When I met up with her for the first time last week, she kept saying, “I know it’s my fault…” But is it? He already had problems before he met her. She worked with two separate trainers with two very different styles, and both had given up on him. What more is she expected to do?

Let’s let go of this idea that everything is the owner’s fault.

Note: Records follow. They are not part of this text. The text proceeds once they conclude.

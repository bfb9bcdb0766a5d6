//! Engine configuration.

use crate::checkout::{DeliveryCatalog, DeliveryOption};
use crate::pricing::PricingConfig;
use serde::{Deserialize, Serialize};

/// Default persistence namespace.
pub const DEFAULT_NAMESPACE: &str = "food-delivery-storage";

/// Persistence and mutation settings of the stores.
#[derive(Debug, Clone, PartialEq, Eq, Serialize, Deserialize)]
#[serde(default)]
pub struct StoreConfig {
    /// Key prefix of persisted state.
    pub namespace: String,
    /// Run at most one cart mutation per restaurant at a time.
    pub serialize_mutations: bool,
}

impl Default for StoreConfig {
    fn default() -> Self {
        Self {
            namespace: DEFAULT_NAMESPACE.to_string(),
            serialize_mutations: false,
        }
    }
}

/// Everything [`CheckoutContext`](crate::CheckoutContext) needs besides its gateways.
#[derive(Debug, Clone, PartialEq, Eq, Serialize, Deserialize)]
#[serde(default)]
pub struct CheckoutConfig {
    pub pricing: PricingConfig,
    pub store: StoreConfig,
    pub delivery_options: Vec<DeliveryOption>,
}

impl Default for CheckoutConfig {
    fn default() -> Self {
        Self {
            pricing: PricingConfig::default(),
            store: StoreConfig::default(),
            delivery_options: DeliveryCatalog::default_options(),
        }
    }
}

#[cfg(test)]
mod tests {
    use super::*;
    use crate::pricing::PlatformFee;

    #[test]
    fn test_partial_config_uses_defaults() {
        let config: CheckoutConfig =
            serde_json::from_str(r#"{"store": {"serialize_mutations": true}}"#).unwrap();

        assert!(config.store.serialize_mutations);
        assert_eq!(config.store.namespace, DEFAULT_NAMESPACE);
        assert_eq!(config.delivery_options.len(), 3);
        assert_eq!(config.pricing.platform_fee, PlatformFee::default());
    }
}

Sure, sometimes things you’re doing might exacerbate a situation, but here’s another thought: a dog is no more a blank slate than a human baby is. I came into this world with all sorts of possibilities in my DNA, and my experiences then shaped that into what I am today.

We all do the best we can with the information we have. Yes, owners should take responsibility for their role in their dog’s behavior — but I don’t believe they should take ALL responsibility for their dog’s behavior. On a more spiritual level, I believe all living creatures come into this life to learn something and to teach those around them. Anyone saying an owner is to blame is taking away that dog’s spirit, as well.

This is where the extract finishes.